As more countries pursue deep decarbonization strategies, hydrogen will play a critical role in global energy transitions. The significance of hydrogen will be best observed in harder-to-abate sectors, such as those involving steel, chemicals, long-haul or heavy-duty transport, shipping, and aviation. However, to decrease emissions, the hydrogen utilized must be low-carbon from the outset—often referred to as green hydrogen. As a result, a growing number of countries now have a national hydrogen roadmap or strategy, and funds have been dedicated to the acceleration of domestic hydrogen development, especially green hydrogen.

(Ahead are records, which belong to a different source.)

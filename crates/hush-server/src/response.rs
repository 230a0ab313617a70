use axum::{
    http::{header, StatusCode},
    response::{IntoResponse, Response},
    Json,
};
use tracing::error;

use crate::wire::ErrorBody;

/// The body every unavailable secret answers with.
pub const NOT_AVAILABLE_BODY: &str = r#"{"error":"not_available"}"#;

/// Byte-identical 404 for missing, expired, consumed, burned and malformed ids.
pub fn not_available() -> Response {
    (
        StatusCode::NOT_FOUND,
        [
            (header::CONTENT_TYPE, "application/json"),
            (header::CACHE_CONTROL, "no-store"),
        ],
        NOT_AVAILABLE_BODY,
    )
        .into_response()
}

#[derive(Debug, thiserror::Error)]
pub enum ApiError {
    #[error("{0}")]
    Validation(String),
    #[error("invalid capability token")]
    InvalidToken,
    #[error("proof of work does not satisfy the challenge")]
    InvalidPow,
    #[error("not available")]
    NotAvailable,
    #[error(transparent)]
    Internal(#[from] anyhow::Error),
}

impl ApiError {
    pub fn status(&self) -> StatusCode {
        match self {
            ApiError::Validation(_) => StatusCode::BAD_REQUEST,
            ApiError::InvalidToken => StatusCode::UNAUTHORIZED,
            ApiError::InvalidPow => StatusCode::FORBIDDEN,
            ApiError::NotAvailable => StatusCode::NOT_FOUND,
            ApiError::Internal(_) => StatusCode::INTERNAL_SERVER_ERROR,
        }
    }

    pub fn code(&self) -> &'static str {
        match self {
            ApiError::Validation(_) => "invalid_request",
            ApiError::InvalidToken => "invalid_token",
            ApiError::InvalidPow => "invalid_pow",
            ApiError::NotAvailable => "not_available",
            ApiError::Internal(_) => "internal_error",
        }
    }
}

impl IntoResponse for ApiError {
    fn into_response(self) -> Response {
        let message = match &self {
            ApiError::NotAvailable => return not_available(),
            ApiError::Internal(e) => {
                error!(error = %e, "internal error");
                "internal server error".to_owned()
            }
            other => other.to_string(),
        };
        let body = ErrorBody {
            error: self.code().to_owned(),
            message: Some(message),
        };
        (self.status(), Json(body)).into_response()
    }
}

The significance of hydrogen was highlighted at the 2021 United Nations Climate Change Conference in Glasgow. Delegates from 32 countries and the European Union agreed to work together to accelerate the development and deployment of clean hydrogen and ensure that “affordable, renewable, and low-carbon hydrogen is globally available by 2030.”[1]

Although hydrogen is the most abundant element in the universe, it must be separated from other elements before it can be utilized. There are three typical methods to produce hydrogen: (1) gray hydrogen, which involves separation from hydrocarbon compounds CxHx and often emits CO2 (around 90% of hydrogen is produced mainly from this method), (2) blue hydrogen, which uses hydrocarbon methods, but combined with CO2 collection and storage technology, and (3) green hydrogen, which electrolyzes water into hydrogen and oxygen without any other byproducts. Hydrogen has been a matter of interest in the past without significant impact, but some factors make this time different:

  • Governments worldwide have set a target of zero emissions by 2050, and hydrogen is the critical option for reducing emissions.[2]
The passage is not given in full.